Palermo, 19th January, 1990. A brick wall suddenly collapses, raising a cloud of dust: “The earth comes from above”. Some people chase each other among the scattered debris, moving bricks between the trash. “Let’s start all over again”. The road is deserted. There remains a woman sitting on a chair, with her arms behind her head and an “X” marked on her face. Two men in front of her, in turn, violently throw tomatoes in her face. The woman’s screams collect the blows, as if under torture. Another woman, dressed in mourning and wearing a veil to cover her face entirely, sits down holding a beer. “Resist the temptations”, the “horns that kill” in the cloud on the horizon: “When we cannot think, what do we think?”**
Is it possible to perceive the body of Palermo between the incandescent edges of the city? Described by the journalist and essayist Leonetta Bentivoglio as the most nocturnal and pessimistic among the performances of the German choreographer Pina Bausch, Palermo Palermo debuted at the Teatro Biondo in January 1990. The company from Wuppertal—arriving in Palermo in 1989 in the context of a divided Europe—descended to cross through the neighbourhoods, to be trespassed by them. Only after having explored the most extreme margins of the city, Pina and her “danzattori” returned to the closed space of the theatre, so that it was the emotional interiority of the individual, first, to seek a passage out from its own corporality and become a “collective body”. It happens when the boundaries of one’s individuality become blurred, and almost transparent, “suppressing the traces”, going to coincide almost accidentally with those of others.
It is often from the convergence between two distinct margins that the complexity of a third entity is composed: a single body that moves. A coincidence that is as strong as it is labile, at times almost liminal, as described by Jo Ann Endicott—dancer of Thanztheater Wuppertal for more than thirty years: “I was as possessed, imprisoned, engulfed. Pina was more than close. With the passing of time, she had really penetrated inside me”. This coincidence, this idea of a single body, enlightens us on the transience of the physical and rhetorical margins that define the city. Of the wall, whose collapse opened Palermo Palermo, the choreographer said she did not know if it divided, closed, protected: “That wall is what each of us means as a wall”. But as she herself suggested, reality in itself is not representable, it is only a transposition to work on: “There are no actions, there is nothing, there is only one feeling, a Gefühl. And this feeling is insanely precise, it is a language without words”. We were looking for a portrait and we found ourselves in front of a landscape.

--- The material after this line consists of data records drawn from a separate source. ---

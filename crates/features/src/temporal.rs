//! Calendar features derived from the order time.

use chrono::{Datelike, Timelike};
use returns_core::{BasketTable, CalendarFeatures, Timestamp};
use tracing::debug;

/// Derives month, weekday, hour, quarter and weekend flag per order.
#[derive(Debug, Clone, Copy, Default)]
pub struct TemporalFeatureBuilder;

impl TemporalFeatureBuilder {
    /// Calendar fields for one timestamp.
    pub fn calendar(ts: &Timestamp) -> CalendarFeatures {
        let month = ts.month();
        let weekday = ts.weekday().num_days_from_monday();
        CalendarFeatures {
            month,
            weekday,
            hour: ts.hour(),
            quarter: (month - 1) / 3 + 1,
            is_weekend: weekday >= 5,
        }
    }

    /// Attach calendar fields to every row with a known order time.
    pub fn apply(&self, mut table: BasketTable) -> BasketTable {
        let mut missing = 0usize;
        for row in &mut table.rows {
            row.calendar = row.order.invoice_date.as_ref().map(Self::calendar);
            if row.calendar.is_none() {
                missing += 1;
            }
        }
        debug!(rows = table.len(), missing, "Calendar features computed");
        table
    }
}

#[cfg(test)]
mod tests {
    use super::*;
    use returns_core::parse_timestamp;

    #[test]
    fn test_weekday_calendar() {
        // Wednesday
        let ts = parse_timestamp("2010-12-01 08:26:00").unwrap();
        let cal = TemporalFeatureBuilder::calendar(&ts);
        assert_eq!(cal.month, 12);
        assert_eq!(cal.weekday, 2);
        assert_eq!(cal.hour, 8);
        assert_eq!(cal.quarter, 4);
        assert!(!cal.is_weekend);
    }

    #[test]
    fn test_weekend_flags() {
        // 2011-01-08 is a Saturday, 2011-01-09 a Sunday.
        let sat = TemporalFeatureBuilder::calendar(&parse_timestamp("2011-01-08 23:59:00").unwrap());
        let sun = TemporalFeatureBuilder::calendar(&parse_timestamp("2011-01-09 00:00:00").unwrap());
        let mon = TemporalFeatureBuilder::calendar(&parse_timestamp("2011-01-10 00:00:00").unwrap());
        assert_eq!((sat.weekday, sat.is_weekend), (5, true));
        assert_eq!((sun.weekday, sun.is_weekend), (6, true));
        assert_eq!((mon.weekday, mon.is_weekend), (0, false));
        assert_eq!(sat.hour, 23);
    }

    #[test]
    fn test_quarter_boundaries() {
        let cases = [
            ("2011-01-01", 1),
            ("2011-03-31", 1),
            ("2011-04-01", 2),
            ("2011-06-30", 2),
            ("2011-07-01", 3),
            ("2011-09-30", 3),
            ("2011-10-01", 4),
            ("2011-12-31", 4),
        ];
        for (date, quarter) in cases {
            let cal = TemporalFeatureBuilder::calendar(&parse_timestamp(date).unwrap());
            assert_eq!(cal.quarter, quarter, "{date}");
        }
    }
}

This “queen in exile”, as Fellini described her, often thought about the reef of the public and its overcoming. An abyss—an introflected wall made of emptiness—which materialises when the show begins, and of which in a certain sense it is the supporting wall. Its collapse, the epidermal collapse of its shelter, followed by the vertigo that precedes the jump, has always been the arcane from which the “narration”—centrifugal—of the actor and the introjection—centripetal—of the spectator respectively take place. From here a continuous motion is triggered that alternately transports from the centre of the earth to the edge of a road. It insinuates itself in its past (always) imperfect or plunges into an anterior future, which makes present and absent together, going to dissolve the limits of its integrity in a sort of fluctuation to which we entrust our body.
This fading game also compromises the city itself. As the black contours of a burning page progressively erase the centre, neighbourhoods and bodies melt into each other through the margins of an obscure shadow play: the grey of the ash coincides with the shadows defined by the unfinished walls, with the profiles of the statues, with the dirt under the nails. Palermo is a complex and fleeting city in its metamorphoses. Perhaps this is why Pina chose to double its name, almost to want to increase its capacity to contain or to seal the multiplicity of its faces, its indefinable, infinite identities. To confirm this process, it is interesting to point out two events in which we can visit Palermo Palermo outside of itself: “Position Palermo Palermo”, Stadtmuseum Düsseldorf, 06.09.–30.12.2018; “Palermo Palermo, the artist, the city”, Piccolo Teatro Bolognini of Pistoia, 28.09.2018.
*Coauthored with Emilia Cantieri.
**All autonomous quotations taken from “Palermo Palermo. Domande, temi, appunti dalle prove”.